From: Zhihao Cheng <chengzhihao1@huawei.com>
To: Dmitriy Chumachenko <Dmitry.Chumachenko@cyberprotect.ru>,
David Woodhouse <dwmw2@infradead.org>
Cc: Richard Weinberger <richard@nod.at>,
Thomas Gleixner <tglx@linutronix.de>,
<linux-mtd@lists.infradead.org>, <linux-kernel@vger.kernel.org>,
<lvc-project@linuxtesting.org>
Subject: Re: [PATCH v2] jffs2: fix use-after-free in jffs2_garbage_collect_thread()
Date: Wed, 8 Apr 2026 19:34:19 +0800 [thread overview]
Message-ID: <75953ab2-8b96-ffe5-98ae-a565397bd7c3@huawei.com> (raw)
In-Reply-To: <20260408103127.22218-1-Dmitry.Chumachenko@cyberprotect.ru>
在 2026/4/8 18:31, Dmitriy Chumachenko 写道:
> During fuzz testing, the following issue was discovered.
>
> BUG: KASAN: use-after-free in __lock_acquire+0x3f22/0x53c0 kernel/locking/lockdep.c:4825
> Read of size 8 at addr ffff888053cfa098 by task jffs2_gcd_mtd0/11093
>
> CPU: 1 PID: 11093 Comm: jffs2_gcd_mtd0 Not tainted 5.10.232-syzkaller #0
> Hardware name: QEMU Standard PC (i440FX + PIIX, 1996), BIOS 1.12.0-1 04/01/2014
> Call Trace:
> __dump_stack lib/dump_stack.c:77 [inline]

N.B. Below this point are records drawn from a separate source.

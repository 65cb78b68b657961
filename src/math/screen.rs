/// An integer pixel coordinate in screen space.
///
/// Origin is the top-left corner of the viewport, `y` grows downward.
#[derive(Clone, Copy, Debug, Default, PartialEq, Eq, Hash)]
pub struct ScreenPoint {
    pub x: i32,
    pub y: i32,
}

impl ScreenPoint {
    pub const fn new(x: i32, y: i32) -> Self {
        Self { x, y }
    }
}

impl From<(i32, i32)> for ScreenPoint {
    fn from((x, y): (i32, i32)) -> Self {
        Self { x, y }
    }
}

> dump_stack+0x107/0x167 lib/dump_stack.c:118
> print_address_description.constprop.0+0x1c/0x220 mm/kasan/report.c:377
> __kasan_report mm/kasan/report.c:537 [inline]
> kasan_report.cold+0x1f/0x37 mm/kasan/report.c:554
> __lock_acquire+0x3f22/0x53c0 kernel/locking/lockdep.c:4825
> lock_acquire kernel/locking/lockdep.c:5566 [inline]
> lock_acquire+0x197/0x480 kernel/locking/lockdep.c:5531
> __raw_spin_lock_irqsave include/linux/spinlock_api_smp.h:110 [inline]
> _raw_spin_lock_irqsave+0x36/0x60 kernel/locking/spinlock.c:159
> complete+0x13/0x60 kernel/sched/completion.c:32
> complete_and_exit+0x20/0x40 kernel/exit.c:943
> jffs2_garbage_collect_thread+0x554/0x750 fs/jffs2/background.c:164
> kthread+0x3a9/0x490 kernel/kthread.c:328
> ret_from_fork+0x1f/0x30 arch/x86/entry/entry_64.S:298
>
> Allocated by task 11091:
> kasan_save_stack+0x1b/0x40 mm/kasan/common.c:48
> kasan_set_track mm/kasan/common.c:56 [inline]
> __kasan_kmalloc.constprop.0+0xc9/0xd0 mm/kasan/common.c:461
> kmalloc include/linux/slab.h:552 [inline]
> kzalloc include/linux/slab.h:664 [inline]
> jffs2_init_fs_context+0x41/0xd0 fs/jffs2/super.c:314
> alloc_fs_context+0x4f9/0x840 fs/fs_context.c:267
> do_new_mount fs/namespace.c:2896 [inline]
> path_mount+0xb99/0x2140 fs/namespace.c:3247
> do_mount fs/namespace.c:3260 [inline]
> __do_sys_mount fs/namespace.c:3468 [inline]
> __se_sys_mount fs/namespace.c:3445 [inline]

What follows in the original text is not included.